命ある生きた動物たちや、かつて命あった動物の死体を、人間の好奇心を充たすための道具として、まるで機械の構造でも調べるかのように、殺し、内臓を見たり、取り出すといった行ないは、残酷極まりなく、教育の名を借りた一種の犯罪行為と言えるのでしょう。それを生徒たちに強制するということがどういうことなのか、そして、どれだけ生徒たちの心に悪影響を与えるか考えた場合、到底解剖実習などできるはずがありません。さらに、解剖実習がきっかけになって、小動物への虐待行為、さらには人間に対する犯罪へとエスカレートする危険性は多いにあり、「自分さえよければ、他者には何をやっても良い。特に弱者は刃向かってこないからやりたい放題できる」などといった自己中心の身勝手な考えを正当化させる可能性もあります。
教育において、「観察する」「しくみを調べる」ことの大切さを否定するつもりはありませんが、それは、痛みのともなわない、機械やモノに対してのみ許される行為です。

命の犠牲がなく、知識も身につく「代替法」がある
生き物の体の仕組みを学ぶ方法には、生体や死体を解剖する以外にも、コンピューターを使用した学習法、ビデオ、3Dの模型など様々あります。

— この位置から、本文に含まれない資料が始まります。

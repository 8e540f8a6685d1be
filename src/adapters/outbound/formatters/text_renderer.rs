use crate::application::read_models::{Cell, Field, Pagination, Screen, Section, TabHeader, LOADING_TEXT};
use crate::ports::outbound::ViewRenderer;
use crate::rebuild_tracking::policies::{LabelColor, StatusLabel};
use crate::rebuild_tracking::services::StatusChart;
use crate::shared::Result;
use owo_colors::OwoColorize;

/// Column separator of rendered tables
const COLUMN_GAP: &str = "  ";

/// TextRenderer adapter for human readable terminal output
///
/// Tables are aligned on the plain text width of their cells, so colouring a
/// label never shifts a column.
pub struct TextRenderer {
    color: bool,
}

impl TextRenderer {
    pub fn new() -> Self {
        Self { color: true }
    }

    /// Renders without ANSI colour codes.
    pub fn plain() -> Self {
        Self { color: false }
    }

    fn paint(&self, label: &StatusLabel) -> String {
        let text = format!("[{}]", label.text);
        if !self.color {
            return text;
        }
        // Orange is shown as yellow, the closest of the 16 terminal colours.
        match label.color {
            LabelColor::Green => text.green().to_string(),
            LabelColor::Orange => text.yellow().to_string(),
            LabelColor::Red => text.red().to_string(),
            LabelColor::Blue => text.blue().to_string(),
        }
    }

    fn bold(&self, text: &str) -> String {
        if self.color {
            text.bold().to_string()
        } else {
            text.to_string()
        }
    }

    /// Returns the painted cell and its visible width.
    fn cell(&self, cell: &Cell) -> (String, usize) {
        match cell {
            Cell::Text(text) => (text.clone(), text.chars().count()),
            Cell::Link { text, .. } => (text.clone(), text.chars().count()),
            Cell::Labels(labels) => {
                let painted = labels
                    .iter()
                    .map(|l| self.paint(l))
                    .collect::<Vec<_>>()
                    .join(" ");
                let width = labels
                    .iter()
                    .map(|l| l.text.chars().count() + 2)
                    .sum::<usize>()
                    + labels.len().saturating_sub(1);
                (painted, width)
            }
        }
    }

    fn render_heading(&self, out: &mut String, heading: &str) {
        out.push_str(&self.bold(heading));
        out.push('\n');
        out.push_str(&"-".repeat(heading.chars().count()));
        out.push('\n');
    }

    fn render_tabs(&self, out: &mut String, tabs: &[TabHeader]) {
        let rendered = tabs
            .iter()
            .map(|tab| match (tab.selected, tab.enabled) {
                (true, _) => format!("[{}]", tab.name),
                (false, true) => tab.name.clone(),
                (false, false) => format!("({})", tab.name),
            })
            .collect::<Vec<_>>()
            .join(" | ");
        out.push_str("Tabs: ");
        out.push_str(&rendered);
        out.push_str("\n\n");
    }

    fn render_table(
        &self,
        out: &mut String,
        heading: Option<&str>,
        columns: &[String],
        rows: &[Vec<Cell>],
    ) {
        if let Some(heading) = heading {
            self.render_heading(out, heading);
        }

        let painted: Vec<Vec<(String, usize)>> = rows
            .iter()
            .map(|row| row.iter().map(|c| self.cell(c)).collect())
            .collect();

        let mut widths: Vec<usize> = columns.iter().map(|c| c.chars().count()).collect();
        for row in &painted {
            for (i, (_, width)) in row.iter().enumerate() {
                match widths.get_mut(i) {
                    Some(w) => *w = (*w).max(*width),
                    None => widths.push(*width),
                }
            }
        }

        let header = columns
            .iter()
            .zip(&widths)
            .map(|(c, w)| pad(c, c.chars().count(), *w))
            .collect::<Vec<_>>()
            .join(COLUMN_GAP);
        out.push_str(self.bold(header.trim_end()).as_str());
        out.push('\n');
        let rule = widths
            .iter()
            .map(|w| "-".repeat(*w))
            .collect::<Vec<_>>()
            .join(COLUMN_GAP);
        out.push_str(&rule);
        out.push('\n');

        for row in &painted {
            let line = row
                .iter()
                .zip(&widths)
                .map(|((text, width), w)| pad(text, *width, *w))
                .collect::<Vec<_>>()
                .join(COLUMN_GAP);
            out.push_str(line.trim_end());
            out.push('\n');
        }
    }

    fn render_fields(&self, out: &mut String, heading: Option<&str>, fields: &[Field]) {
        if let Some(heading) = heading {
            self.render_heading(out, heading);
        }
        let width = fields
            .iter()
            .map(|f| f.label.chars().count())
            .max()
            .unwrap_or(0);
        for field in fields {
            let value = match &field.value {
                Cell::Link { text, url } if text != url => format!("{} <{}>", text, url),
                other => self.cell(other).0,
            };
            let label = format!("{}:", field.label);
            out.push_str(&pad(&label, label.chars().count(), width + 1));
            out.push(' ');
            out.push_str(&value);
            out.push('\n');
        }
    }

    fn render_chart(&self, out: &mut String, chart: &StatusChart) {
        self.render_heading(out, &format!("{} ({} total)", chart.title, chart.total));
        for slice in &chart.slices {
            let label = StatusLabel::new(slice.legend(), slice.color);
            out.push_str(&format!("  {} {:.1}%\n", self.paint(&label), slice.percent));
        }
    }

    fn render_section(&self, out: &mut String, section: &Section) {
        match section {
            Section::Loading => {
                out.push_str(LOADING_TEXT);
                out.push('\n');
            }
            Section::Error { message } => self.render_heading(out, message),
            Section::Empty { heading, detail } => {
                self.render_heading(out, heading);
                out.push_str(detail);
                out.push('\n');
            }
            Section::Table {
                heading,
                columns,
                rows,
            } => self.render_table(out, heading.as_deref(), columns, rows),
            Section::Fields { heading, fields } => {
                self.render_fields(out, heading.as_deref(), fields)
            }
            Section::Chart { chart } => self.render_chart(out, chart),
            Section::Text { heading, lines } => {
                if let Some(heading) = heading {
                    self.render_heading(out, heading);
                }
                for line in lines {
                    out.push_str(line);
                    out.push('\n');
                }
            }
        }
    }

    fn render_pagination(&self, out: &mut String, pagination: &Pagination) {
        out.push_str(&format!(
            "Page {} of {} ({} items, {} per page)\n",
            pagination.page, pagination.page_count, pagination.total_count, pagination.per_page
        ));
    }
}

impl Default for TextRenderer {
    fn default() -> Self {
        Self::new()
    }
}

fn pad(text: &str, width: usize, target: usize) -> String {
    format!("{}{}", text, " ".repeat(target.saturating_sub(width)))
}

impl ViewRenderer for TextRenderer {
    fn render(&self, screen: &Screen) -> Result<String> {
        let mut out = String::new();
        out.push_str(&self.bold(&screen.title));
        out.push('\n');
        out.push_str(&"=".repeat(screen.title.chars().count()));
        out.push('\n');

        if !screen.labels.is_empty() {
            let labels = screen
                .labels
                .iter()
                .map(|l| self.paint(l))
                .collect::<Vec<_>>()
                .join(" ");
            out.push_str(&labels);
            out.push('\n');
        }
        out.push('\n');

        if !screen.tabs.is_empty() {
            self.render_tabs(&mut out, &screen.tabs);
        }

        for (i, section) in screen.sections.iter().enumerate() {
            if i > 0 {
                out.push('\n');
            }
            self.render_section(&mut out, section);
        }

        if let Some(pagination) = &screen.pagination {
            out.push('\n');
            self.render_pagination(&mut out, pagination);
        }
        Ok(out)
    }
}

#[cfg(test)]
mod tests {
    use super::*;
    use crate::application::read_models::{EMPTY_DETAIL, EMPTY_HEADING};

    fn render(screen: &Screen) -> String {
        TextRenderer::plain().render(screen).unwrap()
    }

    #[test]
    fn test_table_columns_are_aligned() {
        let screen = Screen::new("Build List").with_section(Section::table_or_empty(
            &["Status", "Repo"],
            vec![
                vec![
                    Cell::Labels(vec![StatusLabel::new("Build Failed", LabelColor::Red)]),
                    Cell::text("https://github.com/acme/lib.git"),
                ],
                vec![
                    Cell::Labels(vec![
                        StatusLabel::new("Build Successful", LabelColor::Green),
                        StatusLabel::new("In Build Queue", LabelColor::Blue),
                    ]),
                    Cell::text("https://github.com/acme/app.git"),
                ],
            ],
        ));
        let output = render(&screen);
        let lines: Vec<&str> = output.lines().collect();
        let first = lines.iter().find(|l| l.starts_with("[Build Failed]")).unwrap();
        let second = lines.iter().find(|l| l.starts_with("[Build Successful]")).unwrap();
        assert_eq!(first.find("https://"), second.find("https://"));
    }

    #[test]
    fn test_empty_loading_and_error_states() {
        let empty = render(&Screen::new("Artifact List").with_section(Section::empty()));
        assert!(empty.contains(EMPTY_HEADING));
        assert!(empty.contains(EMPTY_DETAIL));

        let loading = render(&Screen::new("Artifact List").with_section(Section::Loading));
        assert!(loading.contains(LOADING_TEXT));

        let error = render(&Screen::new("Artifact List").with_section(Section::Error {
            message: "Request failed with status code 500".to_string(),
        }));
        assert!(error.contains("Request failed with status code 500\n-----"));
    }

    #[test]
    fn test_tabs_and_pagination() {
        let screen = Screen::new("Build")
            .with_tabs(vec![
                TabHeader {
                    name: "Details".to_string(),
                    enabled: true,
                    selected: true,
                },
                TabHeader {
                    name: "Shading".to_string(),
                    enabled: false,
                    selected: false,
                },
            ])
            .with_pagination(Pagination::new(2, 20, 45));
        let output = render(&screen);
        assert!(output.contains("Tabs: [Details] | (Shading)"));
        assert!(output.contains("Page 2 of 3 (45 items, 20 per page)"));
    }

    #[test]
    fn test_plain_renderer_has_no_escape_codes() {
        let screen = Screen::new("Build")
            .with_labels(vec![StatusLabel::new("Build Successful", LabelColor::Green)]);
        assert!(!render(&screen).contains('\u{1b}'));
        let colored = TextRenderer::new().render(&screen).unwrap();
        assert!(colored.contains('\u{1b}'));
    }

    #[test]
    fn test_field_links_show_target() {
        let screen = Screen::new("Artifact").with_section(Section::fields(
            None,
            vec![Field::new(
                "Dependency Build",
                Cell::link_or_text("a1b2", Some("/builds/build/42".to_string())),
            )],
        ));
        assert!(render(&screen).contains("Dependency Build: a1b2 </builds/build/42>"));
    }
}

そのような代替法を使用すれば、解剖の過程を何回でも繰り返しでき、また生徒一人一人が自分のペースで解剖を行なうことができるなど、多くのメリットがあります。
そして、解剖を行った生徒と代替法で学んだ生徒では、その知識に差はない、もしくは、代替法で学んだ生徒の方が優秀であったことが、数多くの研究で証明され、論文も発表されています。
つまり、学校側が、生徒たちに生き物の体の仕組みを学ばせ、知識を身に付けさせたいと真剣に考えているのであれば、こういった代替法を用いるべきなのです。

3校の解剖、中止となる!
このようなことから、JAVAは、3校の校長に対し、上記のような命を犠牲にする教育の問題点を指摘し、解剖を行わないことを強く求めました。
後日、3校からは、「解剖は実施しない」旨の回答がありました。